= Action item =
Your answer must be an exact transcription of every record.

= Input data =
§

use crate::foundation::core::Rgba8Premul;
use serde::{Deserialize, Serialize};

/// Straight-alpha RGBA8 color used for backgrounds, solid plates and text fills.
///
/// JSON accepts `"#rrggbb"`, `"#rrggbbaa"`, `{"r":..,"g":..,"b":..,"a":..}` with 0..=255 channels,
/// or `[r, g, b]` / `[r, g, b, a]`. It always serializes as a hex string.
#[derive(Debug, Clone, Copy, PartialEq, Eq, Hash)]
pub struct Color {
    /// Red.
    pub r: u8,
    /// Green.
    pub g: u8,
    /// Blue.
    pub b: u8,
    /// Alpha (straight).
    pub a: u8,
}

impl Color {
    /// Opaque white.
    pub const WHITE: Self = Self::rgba(255, 255, 255, 255);
    /// Opaque black.
    pub const BLACK: Self = Self::rgba(0, 0, 0, 255);
    /// Fully transparent.
    pub const TRANSPARENT: Self = Self::rgba(0, 0, 0, 0);

    /// Build a color from straight-alpha channels.
    pub const fn rgba(r: u8, g: u8, b: u8, a: u8) -> Self {
        Self { r, g, b, a }
    }

    /// Build an opaque color.
    pub const fn rgb(r: u8, g: u8, b: u8) -> Self {
        Self::rgba(r, g, b, 255)
    }

    /// Convert to premultiplied RGBA8.
    pub fn to_premul(self) -> Rgba8Premul {
        Rgba8Premul::from_straight_rgba(self.r, self.g, self.b, self.a)
    }

    /// Format as `#rrggbbaa`.
    pub fn to_hex(self) -> String {
        format!("#{:02x}{:02x}{:02x}{:02x}", self.r, self.g, self.b, self.a)
    }

    /// Parse `#rrggbb` / `#rrggbbaa` (leading `#` optional).
    pub fn from_hex(s: &str) -> Result<Self, String> {
        parse_hex(s)
    }
}

impl Default for Color {
    fn default() -> Self {
        Self::WHITE
    }
}

impl Serialize for Color {
    fn serialize<S>(&self, serializer: S) -> Result<S::Ok, S::Error>
    where
        S: serde::Serializer,
    {
        serializer.serialize_str(&self.to_hex())
    }
}

impl<'de> Deserialize<'de> for Color {
    fn deserialize<D>(deserializer: D) -> Result<Self, D::Error>
    where
        D: serde::Deserializer<'de>,
    {
        #[derive(Deserialize)]
        #[serde(untagged)]
        enum Repr {
            Hex(String),
            RgbaObj {
                r: u8,
                g: u8,
                b: u8,
                #[serde(default = "opaque")]
                a: u8,
            },
            Arr(Vec<u8>),
        }

        fn opaque() -> u8 {
            255
        }

        match Repr::deserialize(deserializer)? {
            Repr::Hex(s) => parse_hex(&s).map_err(serde::de::Error::custom),
            Repr::RgbaObj { r, g, b, a } => Ok(Self::rgba(r, g, b, a)),
            Repr::Arr(v) => match v.as_slice() {
                [r, g, b] => Ok(Self::rgb(*r, *g, *b)),
                [r, g, b, a] => Ok(Self::rgba(*r, *g, *b, *a)),
                _ => Err(serde::de::Error::custom(
                    "rgba array must have len 3 ([r,g,b]) or 4 ([r,g,b,a])",
                )),
            },
        }
    }
}

fn parse_hex(s: &str) -> Result<Color, String> {
    let s = s.trim();
    let s = s.strip_prefix('#').unwrap_or(s);

    fn hex_byte(pair: &str) -> Result<u8, String> {
        u8::from_str_radix(pair, 16).map_err(|_| format!("invalid hex byte \"{pair}\""))
    }

    if !s.is_ascii() {
        return Err("hex color must be ASCII".to_owned());
    }

    match s.len() {
        6 => Ok(Color::rgb(
            hex_byte(&s[0..2])?,
            hex_byte(&s[2..4])?,
            hex_byte(&s[4..6])?,
        )),
        8 => Ok(Color::rgba(
            hex_byte(&s[0..2])?,
            hex_byte(&s[2..4])?,
            hex_byte(&s[4..6])?,
            hex_byte(&s[6..8])?,
        )),
        _ => Err("hex color must be #RRGGBB or #RRGGBBAA (case-insensitive)".to_owned()),
    }
}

§

= Solution to this task =
use crate::foundation::core::Rgba8Premul;
use serde::{Deserialize, Serialize};

/// Straight-alpha RGBA8 color used for backgrounds, solid plates and text fills.
///
/// JSON accepts `"#rrggbb"`, `"#rrggbbaa"`, `{"r":..,"g":..,"b":..,"a":..}` with 0..=255 channels,
/// or `[r, g, b]` / `[r, g, b, a]`. It always serializes as a hex string.
#[derive(Debug, Clone, Copy, PartialEq, Eq, Hash)]
pub struct Color {
    /// Red.
    pub r: u8,
    /// Green.
    pub g: u8,
    /// Blue.
    pub b: u8,
    /// Alpha (straight).
    pub a: u8,
}

impl Color {
    /// Opaque white.
    pub const WHITE: Self = Self::rgba(255, 255, 255, 255);
    /// Opaque black.
    pub const BLACK: Self = Self::rgba(0, 0, 0, 255);
    /// Fully transparent.
    pub const TRANSPARENT: Self = Self::rgba(0, 0, 0, 0);

    /// Build a color from straight-alpha channels.
    pub const fn rgba(r: u8, g: u8, b: u8, a: u8) -> Self {
        Self { r, g, b, a }
    }

    /// Build an opaque color.
    pub const fn rgb(r: u8, g: u8, b: u8) -> Self {
        Self::rgba(r, g, b, 255)
    }

    /// Convert to premultiplied RGBA8.
    pub fn to_premul(self) -> Rgba8Premul {
        Rgba8Premul::from_straight_rgba(self.r, self.g, self.b, self.a)
    }

    /// Format as `#rrggbbaa`.
    pub fn to_hex(self) -> String {
        format!("#{:02x}{:02x}{:02x}{:02x}", self.r, self.g, self.b, self.a)
    }

    /// Parse `#rrggbb` / `#rrggbbaa` (leading `#` optional).
    pub fn from_hex(s: &str) -> Result<Self, String> {
        parse_hex(s)
    }
}

impl Default for Color {
    fn default() -> Self {
        Self::WHITE
    }
}

impl Serialize for Color {
    fn serialize<S>(&self, serializer: S) -> Result<S::Ok, S::Error>
    where
        S: serde::Serializer,
    {
        serializer.serialize_str(&self.to_hex())
    }
}

impl<'de> Deserialize<'de> for Color {
    fn deserialize<D>(deserializer: D) -> Result<Self, D::Error>
    where
        D: serde::Deserializer<'de>,
    {
        #[derive(Deserialize)]
        #[serde(untagged)]
        enum Repr {
            Hex(String),
            RgbaObj {
                r: u8,
                g: u8,
                b: u8,
                #[serde(default = "opaque")]
                a: u8,
            },
            Arr(Vec<u8>),
        }

        fn opaque() -> u8 {
            255
        }

        match Repr::deserialize(deserializer)? {
            Repr::Hex(s) => parse_hex(&s).map_err(serde::de::Error::custom),
            Repr::RgbaObj { r, g, b, a } => Ok(Self::rgba(r, g, b, a)),
            Repr::Arr(v) => match v.as_slice() {
                [r, g, b] => Ok(Self::rgb(*r, *g, *b)),
                [r, g, b, a] => Ok(Self::rgba(*r, *g, *b, *a)),
                _ => Err(serde::de::Error::custom(
                    "rgba array must have len 3 ([r,g,b]) or 4 ([r,g,b,a])",
                )),
            },
        }
    }
}

fn parse_hex(s: &str) -> Result<Color, String> {
    let s = s.trim();
    let s = s.strip_prefix('#').unwrap_or(s);

    fn hex_byte(pair: &str) -> Result<u8, String> {
        u8::from_str_radix(pair, 16).map_err(|_| format!("invalid hex byte \"{pair}\""))
    }

    if !s.is_ascii() {
        return Err("hex color must be ASCII".to_owned());
    }

    match s.len() {
        6 => Ok(Color::rgb(
            hex_byte(&s[0..2])?,
            hex_byte(&s[2..4])?,
            hex_byte(&s[4..6])?,
        )),
        8 => Ok(Color::rgba(
            hex_byte(&s[0..2])?,
            hex_byte(&s[2..4])?,
            hex_byte(&s[4..6])?,
            hex_byte(&s[6..8])?,
        )),
        _ => Err("hex color must be #RRGGBB or #RRGGBBAA (case-insensitive)".to_owned()),
    }
}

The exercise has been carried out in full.